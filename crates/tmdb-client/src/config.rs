use crate::error::{Result, TmdbError};
use serde::Deserialize;

pub const DEFAULT_BASE_URL: &str = "https://api.themoviedb.org/3";
pub const DEFAULT_IMAGE_BASE_URL: &str = "https://image.tmdb.org/t/p/w342";

/// TMDB configuration loaded from `TMDB_*` environment variables
#[derive(Debug, Deserialize, Clone, PartialEq)]
pub struct TmdbConfig {
    /// TMDB API key (`TMDB_API_KEY`)
    pub api_key: String,

    /// REST API base URL (`TMDB_BASE_URL`)
    #[serde(default = "default_base_url")]
    pub base_url: String,

    /// Poster image base URL (`TMDB_IMAGE_BASE_URL`)
    #[serde(default = "default_image_base_url")]
    pub image_base_url: String,
}

fn default_base_url() -> String {
    DEFAULT_BASE_URL.to_string()
}

fn default_image_base_url() -> String {
    DEFAULT_IMAGE_BASE_URL.to_string()
}

impl TmdbConfig {
    /// Config pointing at the public TMDB endpoints
    pub fn new(api_key: impl Into<String>) -> Self {
        Self {
            api_key: api_key.into(),
            base_url: default_base_url(),
            image_base_url: default_image_base_url(),
        }
    }

    pub fn with_base_url(mut self, base_url: impl Into<String>) -> Self {
        self.base_url = base_url.into();
        self
    }

    /// Load configuration from the environment, reading `.env` first if present
    pub fn from_env() -> Result<Self> {
        dotenvy::dotenv().ok();
        Self::from_vars(std::env::vars())
    }

    /// Load configuration from an explicit set of variables
    pub fn from_vars<I>(vars: I) -> Result<Self>
    where
        I: IntoIterator<Item = (String, String)>,
    {
        let config: Self = envy::prefixed("TMDB_")
            .from_iter(vars)
            .map_err(|e| TmdbError::Config(e.to_string()))?;

        if config.api_key.trim().is_empty() {
            return Err(TmdbError::Config("TMDB_API_KEY is empty".to_string()));
        }
        Ok(config)
    }
}
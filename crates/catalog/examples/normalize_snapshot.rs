use catalog::{loader, normalize};
use std::path::PathBuf;
use std::time::Instant;

fn main() {
    let path = std::env::args()
        .nth(1)
        .map(PathBuf::from)
        .unwrap_or_else(|| PathBuf::from("data/popular.json"));

    println!("Loading catalog snapshot from {}...\n", path.display());

    let start = Instant::now();
    let records = loader::load_records(&path).expect("Failed to load snapshot");
    let table = normalize(records);
    let elapsed = start.elapsed();

    let with_overview = table.iter().filter(|m| !m.overview.is_empty()).count();
    let with_genres = table.iter().filter(|m| !m.genre_ids.is_empty()).count();

    println!("=== Normalize Complete ===");
    println!("Time taken: {:?}", elapsed);
    println!("Movies: {}", table.len());
    println!("With overview: {}", with_overview);
    println!("With genres: {}", with_genres);
}
//! Integration tests for the engine.
//!
//! These tests run a realistic catalog through normalization, weighting
//! and ranking and check the properties every query must satisfy.

use catalog::{CatalogTable, MovieRecord, loader, normalize};
use engine::{EngineError, SimilarityEngine, TermWeighting, TfidfVectorizer, cosine};

fn create_test_catalog() -> CatalogTable {
    let json = r#"{
        "page": 1,
        "results": [
            {"id": 11, "title": "Star Wars", "overview": "Princess Leia is captured by the Empire and a farm boy joins rebels to fight the galactic war", "genre_ids": [12, 28, 878], "original_language": "en", "vote_average": 8.2, "vote_count": 20000},
            {"id": 1891, "title": "The Empire Strikes Back", "overview": "The rebels scatter after the Empire attacks and Luke trains as a Jedi in the galactic war", "genre_ids": [12, 28, 878], "original_language": "en", "vote_average": 8.4, "vote_count": 17000},
            {"id": 194, "title": "Amelie", "overview": "A shy waitress in Paris decides to change the lives of those around her", "genre_ids": [35, 10749], "original_language": "fr", "vote_average": 7.9, "vote_count": 11000},
            {"id": 550, "title": "Fight Club", "overview": "An insomniac office worker and a soap salesman build an underground fight club", "genre_ids": [18], "original_language": "en"},
            {"id": 9999, "title": "Untitled Project"},
            {"id": 129, "title": "Spirited Away", "overview": "A girl wanders into a world ruled by gods and witches", "genre_ids": [16, 10751, 14], "original_language": "ja", "poster_path": "/39wmItIWsg5sZMyRUHLkWBcuVCM.jpg"}
        ],
        "total_pages": 1,
        "total_results": 6
    }"#;

    normalize(loader::parse_records(json).unwrap())
}

#[test]
fn test_sequel_ranks_first() {
    let engine = SimilarityEngine::new(create_test_catalog()).unwrap();

    let results = engine.recommend("Star Wars", 3).unwrap();

    assert_eq!(results.len(), 3);
    assert_eq!(results[0].movie.title, "The Empire Strikes Back");
    assert!(results[0].score > 0.2);
}

#[test]
fn test_every_query_satisfies_ranking_properties() {
    let engine = SimilarityEngine::new(create_test_catalog()).unwrap();
    let n = engine.len();

    for title in engine.all_titles() {
        let query = engine.position_of(title).unwrap();

        for top_n in [0, 1, 3, n - 1, n + 10] {
            let results = engine.recommend(title, top_n).unwrap();

            assert_eq!(results.len(), top_n.min(n - 1));
            assert!(results.iter().all(|r| r.position != query));
            assert!(results.iter().all(|r| (0.0..=1.0).contains(&r.score)));

            for pair in results.windows(2) {
                let ordered = pair[0].score > pair[1].score
                    || (pair[0].score == pair[1].score && pair[0].position < pair[1].position);
                assert!(ordered, "results out of order for '{}'", title);
            }
        }
    }
}

#[test]
fn test_matrix_is_symmetric_with_unit_diagonal() {
    let engine = SimilarityEngine::new(create_test_catalog()).unwrap();
    let matrix = engine.similarity_matrix();

    for i in 0..matrix.len() {
        assert_eq!(matrix.get(i, i), Some(1.0));
        for j in 0..matrix.len() {
            assert_eq!(matrix.get(i, j), matrix.get(j, i));
        }
    }
}

#[test]
fn test_scores_match_direct_cosine() {
    let table = create_test_catalog();
    let documents: Vec<&str> = table.combined_texts().collect();
    let vectors = TfidfVectorizer::new().weigh(&documents).vectors;
    let engine = SimilarityEngine::new(table.clone()).unwrap();

    for hit in engine.recommend("Star Wars", 5).unwrap() {
        let expected = cosine(&vectors[0], &vectors[hit.position]);
        assert!((hit.score - expected).abs() < 1e-12);
    }
}

#[test]
fn test_repeated_builds_are_identical() {
    let first = SimilarityEngine::new(create_test_catalog()).unwrap();
    let second = SimilarityEngine::new(create_test_catalog()).unwrap();

    assert_eq!(first.similarity_matrix(), second.similarity_matrix());

    let a: Vec<_> = first
        .recommend("Amelie", 5)
        .unwrap()
        .iter()
        .map(|r| (r.position, r.score))
        .collect();
    let b: Vec<_> = second
        .recommend("Amelie", 5)
        .unwrap()
        .iter()
        .map(|r| (r.position, r.score))
        .collect();
    assert_eq!(a, b);
}

#[test]
fn test_movie_without_text_still_answers() {
    let engine = SimilarityEngine::new(create_test_catalog()).unwrap();

    let results = engine.recommend("Untitled Project", 10).unwrap();

    assert_eq!(results.len(), engine.len() - 1);
}

#[test]
fn test_stop_word_only_catalog_builds() {
    let table = normalize(vec![
        MovieRecord::new(1, "The").with_overview("and of the"),
        MovieRecord::new(2, "It").with_overview("it was"),
        MovieRecord::new(3, "Us").with_overview("us"),
    ]);

    let engine = SimilarityEngine::new(table).unwrap();

    assert_eq!(engine.vocabulary_len(), 0);
    let results = engine.recommend("It", 5).unwrap();
    let positions: Vec<usize> = results.iter().map(|r| r.position).collect();
    assert_eq!(positions, vec![0, 2]);
    assert!(results.iter().all(|r| r.score == 0.0));
}

#[test]
fn test_empty_and_missing_title_errors() {
    assert_eq!(
        SimilarityEngine::new(CatalogTable::new()).unwrap_err(),
        EngineError::EmptyCatalog
    );

    let engine = SimilarityEngine::new(create_test_catalog()).unwrap();
    let err = engine.recommend("star wars", 5).unwrap_err();
    assert_eq!(
        err,
        EngineError::TitleNotFound {
            title: "star wars".to_string()
        }
    );
}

******

» **HOW TO COMPLETE THIS TASK**
Copy whichever lines of the records above contain the word "environment".

» **OUTPUT FOR THIS TASK**
/// TMDB configuration loaded from `TMDB_*` environment variables
    /// Load configuration from the environment, reading `.env` first if present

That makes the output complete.